Bovine respiratory disease (BRD) is the top health and economic issue facing the beef industry today.3 Once calves are affected by BRD, there are both immediate and long-lasting effects on performance. Studies have shown that calves challenged by BRD could weigh up to 36 pounds less at weaning than their healthy herd mates.3 Early vaccination can help producers prepare calves for challenges they may face during weaning time, ensure calves are less susceptible to becoming infected with pathogens and have a more rapid immune response to the various pathogens that cause BRD.

Bovine viral diarrhea virus (BVDV), another growing health issue in the cattle industry, can result in reproductive, digestive and respiratory problems in the herd. Once infected, calves can shed a high level of the virus, spreading the disease to other susceptible animals.5 Studies have demonstrated calves as young as 5 to 6 weeks of age can be effectively immunized against BVDV.6 “BVDV Type 1b has been identified as the most common subtype found in persistently infected calves, so make sure the vaccine you choose offers solid protection against it,” Dr. Step recommended.

3. Cost effective

In the case of calf health, prevention is key. Calves affected by BRD can greatly reduce profits through poor performance and increased morbidity.3,7 The average cost of BRD in the United States cattle industry is more than $640 million annually.“When your calves are protected and healthy, it will show in their performance and well-being,” said Dr. Step.  

Pre-weaning vaccination is an opportunity to provide additional comfort and protection for your calves. “Producers should work with their local veterinarian to develop a vaccination program catered to their environmental conditions and herd goals,” Dr. Step added. “For best results, ensure you are handling and administering the vaccines in accordance with Beef Quality Assurance guidelines.” By incorporating early vaccination into a regimen, producers can enhance their herd health and create the quality of animals sought by feedyards, packers and ultimately consumers.

References: 

  1. Boyles S and Shulaw B. Beef calves and colostrum. The Ohio State University Extension. 2008. Available at: https://u.osu.edu/beef/2008/03/12/beef-calves-and-colostrum/. Accessed Jan 15, 2018.

  2. Lovaas B. Preweaning vaccinations. University of Minnesota Extension. 2012. Available at: https://www.extension.umn.edu/agriculture/beef/components/docs/preweaning_vaccinations.pdf. Accessed Jan 15, 2018.

  3. Wittum TE, Perino LJ. Passive immune status at postpartum hour 24 and long-term health and performance of calves. Am J Vet Res 1995;56(9):1149–1154.  

  4. Powell JG, Richeson JT, Kegley KP, et al.
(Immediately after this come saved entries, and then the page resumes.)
// Copyright (C) 2026 Brian Johnson
//
// This program is free software; you can redistribute it and/or modify
// it under the terms of the GNU General Public License as published by
// the Free Software Foundation; either version 2 of the License, or
// (at your option) any later version.
//
// This program is distributed in the hope that it will be useful,
// but WITHOUT ANY WARRANTY; without even the implied warranty of
// MERCHANTABILITY or FITNESS FOR A PARTICULAR PURPOSE.  See the
// GNU General Public License for more details.
//
// You should have received a copy of the GNU General Public License along
// with this program; if not, write to the Free Software Foundation, Inc.,
// 51 Franklin Street, Fifth Floor, Boston, MA 02110-1301 USA.

//! Payload checksum and CRC-16 routines

const CRC_POLY: u16 = 0x1021;

/// Sum of all bytes, truncated to 8 bits
pub fn generate_checksum(data: &[u8]) -> u8 {
    data.iter().fold(0u8, |acc, &b| acc.wrapping_add(b))
}

/// CRC-16/XMODEM: polynomial 0x1021, initial value 0, MSB first, no final XOR.
///
/// Running it over a payload followed by its big-endian CRC yields zero.
pub fn generate_crc16(data: &[u8]) -> u16 {
    let mut crc: u16 = 0;
    for &byte in data {
        crc ^= (byte as u16) << 8;
        for _ in 0..8 {
            if crc & 0x8000 != 0 {
                crc = (crc << 1) ^ CRC_POLY;
            } else {
                crc <<= 1;
            }
        }
    }
    crc
}

#[cfg(test)]
mod tests {
    use super::*;

    #[test]
    fn test_checksum_wraps() {
        assert_eq!(generate_checksum(&[]), 0);
        assert_eq!(generate_checksum(&[1, 2, 3]), 6);
        assert_eq!(generate_checksum(&[0xFF, 0x02]), 0x01);

        let block = [0x1Au8; 128];
        assert_eq!(generate_checksum(&block), ((0x1A * 128) % 256) as u8);

        let block: Vec<u8> = (0..128).map(|i| i as u8).collect();
        let expected = block.iter().map(|&b| b as u32).sum::<u32>() as u8;
        assert_eq!(generate_checksum(&block), expected);
    }

    #[test]
    fn test_crc16_known_values() {
        // CRC-16/XMODEM check value
        assert_eq!(generate_crc16(b"123456789"), 0x31C3);
        assert_eq!(generate_crc16(&[]), 0x0000);
        assert_eq!(generate_crc16(b"A"), 0x58E5);
    }

    #[test]
    fn test_crc16_residue_is_zero() {
        let payloads: [&[u8]; 3] = [
            b"Test data",
            &[0u8; 128],
            &[0x1A; 1024],
        ];

        for payload in payloads {
            let crc = generate_crc16(payload);
            let mut framed = payload.to_vec();
            framed.extend_from_slice(&crc.to_be_bytes());
            assert_eq!(generate_crc16(&framed), 0);
        }
    }
}
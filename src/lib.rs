// Copyright (C) 2026 Brian Johnson
//
// This program is free software; you can redistribute it and/or modify
// it under the terms of the GNU General Public License as published by
// the Free Software Foundation; either version 2 of the License, or
// (at your option) any later version.
//
// This program is distributed in the hope that it will be useful,
// but WITHOUT ANY WARRANTY; without even the implied warranty of
// MERCHANTABILITY or FITNESS FOR A PARTICULAR PURPOSE.  See the
// GNU General Public License for more details.
//
// You should have received a copy of the GNU General Public License along
// with this program; if not, write to the Free Software Foundation, Inc.,
// 51 Franklin Street, Fifth Floor, Boston, MA 02110-1301 USA.

//! XMODEM, XMODEM-CRC and XMODEM-1K file transfer over a serial line.
//!
//! The sender and receiver are typestate machines driven one step at a time
//! by [`transmit`] and [`receive`]. Both borrow a scratch buffer for one
//! packet, a [`SerialPort`] and a data channel for the length of a single
//! transfer and keep nothing afterwards.

pub mod channel;
pub mod checksum;
pub mod error;
pub mod fsm;
pub mod packet;
pub mod protocol;
pub mod receiver;
pub mod sender;
pub mod serial;

pub use channel::{InputChannel, OutputChannel, SeekSource, WriteSink};
pub use error::{ModemError, SerialError};
pub use protocol::{Variant, MAX_PACKET_LEN};
pub use receiver::receive;
pub use sender::transmit;
pub use serial::{RealSerialPort, SerialPort};
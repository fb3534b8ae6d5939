//! Liveness, readiness and build info for deployment tooling.

use crate::state::AppState;
use axum::{extract::State, http::StatusCode, response::IntoResponse, Json};
use serde::Serialize;

#[derive(Serialize)]
pub struct Liveness {
    pub status: &'static str,
}

/// Readiness reflects whether the problem store answers queries.
#[derive(Serialize)]
pub struct Readiness {
    pub status: &'static str,
    pub database: &'static str,
}

#[derive(Serialize)]
pub struct BuildInfo {
    pub name: &'static str,
    pub version: &'static str,
}

pub async fn live() -> Json<Liveness> {
    Json(Liveness { status: "ok" })
}

pub async fn ready(State(state): State<AppState>) -> impl IntoResponse {
    match state.store.ping().await {
        Ok(()) => (
            StatusCode::OK,
            Json(Readiness {
                status: "ok",
                database: "ok",
            }),
        ),
        Err(e) => {
            tracing::warn!(error = %e, "problem store unreachable");
            (
                StatusCode::SERVICE_UNAVAILABLE,
                Json(Readiness {
                    status: "degraded",
                    database: "unavailable",
                }),
            )
        }
    }
}

pub async fn build_info() -> Json<BuildInfo> {
    Json(BuildInfo {
        name: env!("CARGO_PKG_NAME"),
        version: env!("CARGO_PKG_VERSION"),
    })
}
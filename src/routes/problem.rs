//! Problem routes. Paths are fixed; ids are parsed by the handlers.

use crate::handlers::problem::{create, delete as delete_handler, list, read, update_status};
use crate::state::AppState;
use axum::{
    routing::{delete, get, post, put},
    Router,
};

pub fn problem_routes(state: AppState) -> Router {
    Router::new()
        .route("/problems", get(list))
        .route("/problems/problemid/:id", get(read))
        .route("/problems/add", post(create))
        .route("/problems/delete/:id", delete(delete_handler))
        .route("/problems/updatestatus/:id", put(update_status))
        .with_state(state)
}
Immune, health and growth responses of beef calves administered modified-live virus respiratory vaccine in the presence of maternal antibody versus a traditional vaccination regimen, in Proceedings. AABP Annu Conf 2012;45:220.

  5. USDA APHIS, Veterinary Services – Centers for Epidemiology and Animal Health. Bovine viral diarrhea virus. 2007. Available at: https://www.aphis.usda.gov/animal_health/emergingissues/downloads/bvdinfosheet.pdf. Accessed Jan 15, 2018.

  6. Zimmerman AD, Buterbaugh RE, Schnackel JA, Chase CC. Efficacy of a modified-live virus vaccine administered to calves with maternal antibodies and challenged seven months later with a virulent bovine viral diarrhea Type 2 virus. Bovine Pract 2009;43(1):35–43.

  7. Fulton RW, Ridpath JF, Saliki JT, et al. Bovine viral diarrhea virus (BVDV) 1b: predominant BVDV subtype in calves with respiratory disease. Can J Vet Res 2002;66(3):181–190.

  8. USDA NASS, Agricultural Statistics, 2011.